Essential items (Agro-commodities), Infrastructure materials, and Premium alcoholic beverages.

Brand Portfolio

Oniv Beverages (Strategic Partner brand).

New Products/Services

Premium alcoholic beverages from the winery asset, managed by Oniv Beverages.

Market Expansion

Not disclosed in available documents.

Market Share & Ranking

Not disclosed in available documents.

Strategic Alliances

Oniv Beverages (Strategic operating arrangement for winery management).

🌍 External Factors

Industry Trends

Shift towards asset-light models in specialized segments like premium beverages to reduce execution risk. The industry is evolving towards professional management of niche assets to ensure compliance and branding success.

Competitive Landscape

Not disclosed in available documents.

Competitive Moat

Strategic partnerships with domain experts (Oniv Beverages) allow for efficient scaling in niche markets without high operational overhead. This moat is sustainable as long as the company maintains ownership of the underlying assets and favorable profit-sharing terms.

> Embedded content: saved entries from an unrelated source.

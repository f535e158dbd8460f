// Copyright 2015-2017 Parity Technologies (UK) Ltd.
// This file is part of Parity.

// Parity is free software: you can redistribute it and/or modify
// it under the terms of the GNU General Public License as published by
// the Free Software Foundation, either version 3 of the License, or
// (at your option) any later version.

// Parity is distributed in the hope that it will be useful,
// but WITHOUT ANY WARRANTY; without even the implied warranty of
// MERCHANTABILITY or FITNESS FOR A PARTICULAR PURPOSE.  See the
// GNU General Public License for more details.

// You should have received a copy of the GNU General Public License
// along with Parity.  If not, see <http://www.gnu.org/licenses/>.

//! Streaming reader yielding one complete rlp item per step.

use std::fmt;
use std::io::{self, Read};
use untrusted_rlp::{UntrustedRlp, PayloadInfo, RlpDecoder, RLP_STRICT};
use error::DecoderError;

const CHUNK_LEN: usize = 4096;

/// Error concerning the streaming reader.
#[derive(Debug)]
pub enum StreamError {
	/// The underlying source failed.
	Io(io::Error),
	/// The source ended in the middle of an item.
	TruncatedItem,
	/// The item header was malformed.
	Rlp(DecoderError),
}

impl fmt::Display for StreamError {
	fn fmt(&self, f: &mut fmt::Formatter) -> fmt::Result {
		match *self {
			StreamError::Io(ref e) => write!(f, "source error: {}", e),
			StreamError::TruncatedItem => write!(f, "source ended mid-item"),
			StreamError::Rlp(ref e) => write!(f, "malformed item: {}", e),
		}
	}
}

impl ::std::error::Error for StreamError {}

impl From<io::Error> for StreamError {
	fn from(err: io::Error) -> Self {
		StreamError::Io(err)
	}
}

impl From<DecoderError> for StreamError {
	fn from(err: DecoderError) -> Self {
		StreamError::Rlp(err)
	}
}

/// One complete item lifted out of a stream, owning its encoding.
#[derive(Debug, Clone, PartialEq, Eq)]
pub struct OwnedRlp {
	bytes: Vec<u8>,
	info: PayloadInfo,
	list: bool,
	lenient: bool,
}

impl OwnedRlp {
	/// The raw encoding, header included.
	pub fn as_raw(&self) -> &[u8] {
		&self.bytes
	}

	/// Unwraps into the raw encoding.
	pub fn into_vec(self) -> Vec<u8> {
		self.bytes
	}

	/// List value.
	pub fn is_list(&self) -> bool {
		self.list
	}

	/// Borrows the item as a random-access view.
	pub fn as_rlp(&self) -> UntrustedRlp {
		UntrustedRlp::from_parts(&self.bytes, &self.info, self.list, self.lenient)
	}
}

/// Iterator over the rlp items of an `io::Read` source.
///
/// Maintains an internal buffer which is refilled on demand, so each call
/// to `next` yields one complete item regardless of how the source chunks
/// its reads. A source ending mid-item yields `StreamError::TruncatedItem`.
pub struct RlpReader<R: Read> {
	source: R,
	decoder: RlpDecoder,
	buffer: Vec<u8>,
	exhausted: bool,
	failed: bool,
}

impl<R: Read> RlpReader<R> {
	/// Creates a strict-mode reader over `source`.
	pub fn new(source: R) -> RlpReader<R> {
		RlpReader::with_decoder(source, RLP_STRICT)
	}

	/// Creates a reader using the given decoding profile.
	pub fn with_decoder(source: R, decoder: RlpDecoder) -> RlpReader<R> {
		RlpReader {
			source: source,
			decoder: decoder,
			buffer: Vec::new(),
			exhausted: false,
			failed: false,
		}
	}

	/// Reads more bytes into the buffer; returns false on end of source.
	fn refill(&mut self) -> Result<bool, StreamError> {
		let mut chunk = [0u8; CHUNK_LEN];
		let read = self.source.read(&mut chunk)?;
		if read == 0 {
			self.exhausted = true;
			return Ok(false);
		}
		self.buffer.extend_from_slice(&chunk[..read]);
		Ok(true)
	}

	fn next_item(&mut self) -> Result<Option<OwnedRlp>, StreamError> {
		loop {
			let mut complete = None;
			if !self.buffer.is_empty() {
				// wrap validates the payload bound, so success means the
				// buffer holds the whole item
				match self.decoder.wrap(&self.buffer, 0) {
					Ok(item) => complete = Some((item.payload_info(), item.is_list())),
					// a short buffer only means the item is still arriving
					Err(DecoderError::RlpIsTooShort) => {},
					Err(e) => return Err(StreamError::Rlp(e)),
				}
			}
			if let Some((info, list)) = complete {
				let rest = self.buffer.split_off(info.total());
				let bytes = ::std::mem::replace(&mut self.buffer, rest);
				return Ok(Some(OwnedRlp {
					bytes: bytes,
					info: info,
					list: list,
					lenient: self.decoder == super::RLP_LENIENT,
				}));
			}
			if self.exhausted || !self.refill()? {
				return if self.buffer.is_empty() {
					Ok(None)
				} else {
					Err(StreamError::TruncatedItem)
				};
			}
		}
	}
}

impl<R: Read> Iterator for RlpReader<R> {
	type Item = Result<OwnedRlp, StreamError>;

	fn next(&mut self) -> Option<Self::Item> {
		if self.failed {
			return None;
		}
		match self.next_item() {
			Ok(Some(item)) => Some(Ok(item)),
			Ok(None) => None,
			Err(e) => {
				self.failed = true;
				Some(Err(e))
			},
		}
	}
}

#[cfg(test)]
mod tests {
	use std::io::{self, Read};
	use super::{RlpReader, StreamError};

	/// Hands out one byte per read to exercise refilling.
	struct Trickle<'a> {
		data: &'a [u8],
		position: usize,
	}

	impl<'a> Read for Trickle<'a> {
		fn read(&mut self, buf: &mut [u8]) -> io::Result<usize> {
			if self.position == self.data.len() || buf.is_empty() {
				return Ok(0);
			}
			buf[0] = self.data[self.position];
			self.position += 1;
			Ok(1)
		}
	}

	#[test]
	fn yields_consecutive_items() {
		let data: Vec<u8> = vec![0x83, b'c', b'a', b't', 0xc1, 0x80, 0x7f];
		let items: Vec<_> = RlpReader::new(io::Cursor::new(data)).collect();
		assert_eq!(items.len(), 3);
		let first = items[0].as_ref().unwrap();
		assert_eq!(first.as_rlp().data(), b"cat");
		let second = items[1].as_ref().unwrap();
		assert!(second.is_list());
		assert_eq!(second.as_rlp().item_count().unwrap(), 1);
		let third = items[2].as_ref().unwrap();
		assert_eq!(third.as_raw(), &[0x7f]);
	}

	#[test]
	fn reassembles_items_from_chunked_source() {
		let mut data: Vec<u8> = vec![0xb8, 0x38];
		data.extend_from_slice(&[b'a'; 56]);
		data.push(0x7f);
		let source = Trickle { data: &data, position: 0 };
		let items: Vec<_> = RlpReader::new(source).collect();
		assert_eq!(items.len(), 2);
		assert_eq!(items[0].as_ref().unwrap().as_rlp().data().len(), 56);
	}

	#[test]
	fn empty_source_yields_nothing() {
		let mut reader = RlpReader::new(io::Cursor::new(Vec::new()));
		assert!(reader.next().is_none());
	}

	#[test]
	fn truncated_item_errors() {
		let data: Vec<u8> = vec![0x83, b'c', b'a'];
		let mut reader = RlpReader::new(io::Cursor::new(data));
		match reader.next() {
			Some(Err(StreamError::TruncatedItem)) => {},
			other => panic!("unexpected result: {:?}", other.map(|r| r.map(|i| i.as_raw().to_vec()))),
		}
		assert!(reader.next().is_none());
	}

	#[test]
	fn malformed_header_errors() {
		let data: Vec<u8> = vec![0x81, 0x79];
		let mut reader = RlpReader::new(io::Cursor::new(data));
		match reader.next() {
			Some(Err(StreamError::Rlp(_))) => {},
			other => panic!("unexpected result: {:?}", other.map(|r| r.map(|i| i.as_raw().to_vec()))),
		}
	}
}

Macro Economic Sensitivity

Not disclosed in available documents.

Consumer Behavior

Increasing demand for premium alcoholic beverages, prompting the company to operationalize its winery asset through specialized management.

Geopolitical Risks

Not disclosed in available documents.

⚖️ Regulatory & Governance

Industry Regulations

Compliance with alcoholic beverage production and distribution standards, managed under the agreement with Oniv Beverages.

Environmental Compliance

Not disclosed in available documents.

Taxation Policy Impact

Effective tax rate of 32.7% for Q2 FY26 (INR 51.94 Lakhs tax on INR 158.80 Lakhs PBT).

Legal Contingencies

Not disclosed in available documents.

⚠️ Risk Analysis

Key Uncertainties

Customer concentration risk (37.2% from top 3) and reliance on third-party management for the winery segment. Any failure by Oniv Beverages to perform would directly impact the winery's profitability.

Geographic Concentration Risk

Registered office in Delhi, India. Specific regional revenue split not disclosed.

Third Party Dependencies

Oniv Beverages (100% operational management of winery asset).

Technology Obsolescence Risk

Not disclosed in available documents.

Credit & Counterparty Risk

Not disclosed in available documents.